Activity »
Set down the listing below verbatim, but only from its first line through the line containing "labels back into".

Extracted information »
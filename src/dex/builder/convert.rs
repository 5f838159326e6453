//! Conversion between [`MutableMethodImplementation`] and finished method bodies
//!
//! Importing turns every code address mentioned in the method (branch targets, try block bounds,
//! handlers, debug items) into a label. Exporting relaxes the method and turns labels back into
//! addresses and offsets.

use super::{BuilderInstruction, BuilderTryBlock, Label, MutableMethodImplementation};
use crate::dex::{
    Error, ExceptionHandler, ImmutableMethodImplementation, Instruction, MethodImplementation,
    Opcode, TryBlock,
};
use crate::util::OffsetVec;
use std::collections::HashMap;

/// Maps code addresses to the index of the instruction covering them
struct AddressTable {
    indices: Vec<usize>,
}

impl AddressTable {
    /// Every address in `0..=code_units` gets an entry, with the end of the method mapping to the
    /// end-of-method index
    fn new(instructions: &OffsetVec<Instruction<i32>>) -> AddressTable {
        let code_units = instructions.offset_len().0;
        let mut indices = vec![instructions.len(); code_units + 1];
        for (offset, index, instruction) in instructions {
            indices[offset.0..offset.0 + instruction.code_units()].fill(index);
        }
        AddressTable { indices }
    }

    fn code_units(&self) -> usize {
        self.indices.len() - 1
    }

    /// Index of the instruction covering an address
    ///
    /// Addresses inside an instruction resolve to that instruction, and addresses past the end
    /// resolve to the end of the method.
    fn index(&self, address: i64) -> Result<usize, Error> {
        if address < 0 {
            return Err(Error::AddressOutOfBounds {
                address,
                code_units: self.code_units(),
            });
        }
        let address = (address as u64).min(self.code_units() as u64) as usize;
        Ok(self.indices[address])
    }

    fn label(
        &self,
        method: &mut MutableMethodImplementation,
        address: i64,
    ) -> Result<Label, Error> {
        let index = self.index(address)?;
        Ok(method.new_label_at(index))
    }
}

/// Address of the switch whose payload is at `payload_index`
///
/// A switch may target a run of `nop`s before its payload, so those are searched too.
fn switch_address(
    payload_index: usize,
    switch_targets: &HashMap<usize, usize>,
    instructions: &OffsetVec<Instruction<i32>>,
) -> Option<usize> {
    let mut index = payload_index;
    loop {
        if let Some(address) = switch_targets.get(&index) {
            return Some(*address);
        }
        index = index.checked_sub(1)?;
        match instructions.get_index(index) {
            Some((
                _,
                Instruction::Format10x {
                    opcode: Opcode::Nop,
                },
            )) => continue,
            _ => return None,
        }
    }
}

impl MutableMethodImplementation {
    /// Import a finished method body
    pub fn from_implementation(
        implementation: &impl MethodImplementation,
    ) -> Result<MutableMethodImplementation, Error> {
        let instructions = implementation.instructions();
        let table = AddressTable::new(instructions);
        let mut method = MutableMethodImplementation::with_placeholders(
            implementation.register_count(),
            instructions.len(),
        );
        let mut converted: Vec<Option<BuilderInstruction>> = vec![None; instructions.len()];

        // Switch target index to switch address (the first switch wins)
        let mut switch_targets: HashMap<usize, usize> = HashMap::new();

        for (offset, index, instruction) in instructions {
            if instruction.is_payload() {
                continue;
            }
            let address = offset.0 as i64;
            converted[index] = Some(
                instruction
                    .map_targets(|target| table.label(&mut method, address + *target as i64))?,
            );
            if instruction.opcode().is_switch() {
                if let Some(target) = instruction.targets().first() {
                    let target_index = table.index(address + **target as i64)?;
                    switch_targets.entry(target_index).or_insert(offset.0);
                }
            }
        }

        // Payload targets are relative to their switch, so these go second
        for (offset, index, instruction) in instructions {
            if !instruction.is_payload() {
                continue;
            }
            converted[index] = Some(match switch_address(index, &switch_targets, instructions) {
                Some(base) => instruction
                    .map_targets(|target| table.label(&mut method, base as i64 + *target as i64))?,
                None => {
                    log::trace!(
                        "No switch refers to {} at address {}",
                        instruction.opcode(),
                        offset.0
                    );
                    instruction
                        .map_targets(|target| table.label(&mut method, (*target as i64).max(0)))?
                }
            });
        }

        for (index, instruction) in converted.into_iter().enumerate() {
            if let Some(instruction) = instruction {
                instruction.validate()?;
                let id = method.order[index];
                method.locations[id].instruction = Some(instruction);
            }
        }
        method.reindex_from(0);

        for try_block in implementation.try_blocks() {
            let start_address = try_block.start_address as i64;
            let end_address = start_address + try_block.code_unit_count as i64;
            for handler in &try_block.handlers {
                let start = table.label(&mut method, start_address)?;
                let end = table.label(&mut method, end_address)?;
                let handler_label = table.label(&mut method, handler.handler_address as i64)?;
                method.try_blocks.push(BuilderTryBlock {
                    start,
                    end,
                    exception_type: handler.exception_type,
                    handler: handler_label,
                });
            }
        }

        for debug_item in implementation.debug_items() {
            let index = table.index(debug_item.address as i64)?;
            let id = method.order[index];
            method.locations[id].debug_items.push(debug_item.item.clone());
        }

        log::debug!(
            "Imported method with {} instructions ({} code units)",
            method.len(),
            method.code_units()
        );
        Ok(method)
    }

    /// Relax the method and export it as a finished method body
    pub fn to_immutable(&mut self) -> Result<ImmutableMethodImplementation, Error> {
        self.relax()?;

        let mut instructions = Vec::with_capacity(self.len());
        for index in 0..self.len() {
            let location = self.location_at(index);
            let instruction = match &location.instruction {
                Some(instruction) => instruction,
                None => continue,
            };
            let opcode = instruction.opcode();

            // Payload offsets are relative to the switch referring to them
            let base = match self.payload_referrers.get(&self.order[index]) {
                Some(referrer) => self.locations[*referrer].address,
                None => location.address,
            };

            let exported = instruction.map_targets(|label| {
                let offset = self.label_location(*label)?.address as i64 - base as i64;
                i32::try_from(offset).map_err(|_| Error::BranchOffsetOverflow {
                    index,
                    opcode,
                    offset,
                })
            })?;
            check_offset_fits(&exported, index)?;
            instructions.push(exported);
        }

        let mut try_blocks: Vec<TryBlock> = vec![];
        for entry in &self.try_blocks {
            let start_address = self.label_location(entry.start)?.address;
            let end_address = self.label_location(entry.end)?.address;
            let handler = ExceptionHandler {
                exception_type: entry.exception_type,
                handler_address: self.label_location(entry.handler)?.address,
            };
            if end_address <= start_address {
                log::trace!(
                    "Dropping empty try block at address {} (handler at {})",
                    start_address,
                    handler.handler_address
                );
                continue;
            }

            let code_unit_count = end_address - start_address;
            match try_blocks.last_mut() {
                Some(last)
                    if last.start_address == start_address
                        && last.code_unit_count == code_unit_count =>
                {
                    last.handlers.push(handler)
                }
                _ => try_blocks.push(TryBlock {
                    start_address,
                    code_unit_count,
                    handlers: vec![handler],
                }),
            }
        }

        let debug_items = self.addressed_debug_items();

        log::debug!(
            "Exported method with {} instructions ({} code units)",
            instructions.len(),
            self.code_units()
        );
        Ok(ImmutableMethodImplementation::new(
            self.register_count,
            instructions,
            try_blocks,
            debug_items,
        ))
    }
}

/// Check branch offsets against formats that can't be widened automatically
fn check_offset_fits(instruction: &Instruction<i32>, index: usize) -> Result<(), Error> {
    let (opcode, offset, fits) = match instruction {
        Instruction::Format10t { opcode, target } => {
            (*opcode, *target, i8::try_from(*target).is_ok())
        }
        Instruction::Format20t { opcode, target }
        | Instruction::Format21t { opcode, target, .. }
        | Instruction::Format22t { opcode, target, .. } => {
            (*opcode, *target, i16::try_from(*target).is_ok())
        }
        _ => return Ok(()),
    };
    if fits {
        Ok(())
    } else {
        Err(Error::BranchOffsetOverflow {
            index,
            opcode,
            offset: offset as i64,
        })
    }
}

Answer space »
filename src/dex/builder/convert.rs
repository 5f838159326e6453
//! Conversion between [`MutableMethodImplementation`] and finished method bodies
//!
//! Importing turns every code address mentioned in the method (branch targets, try block bounds,
//! handlers, debug items) into a label. Exporting relaxes the method and turns labels back into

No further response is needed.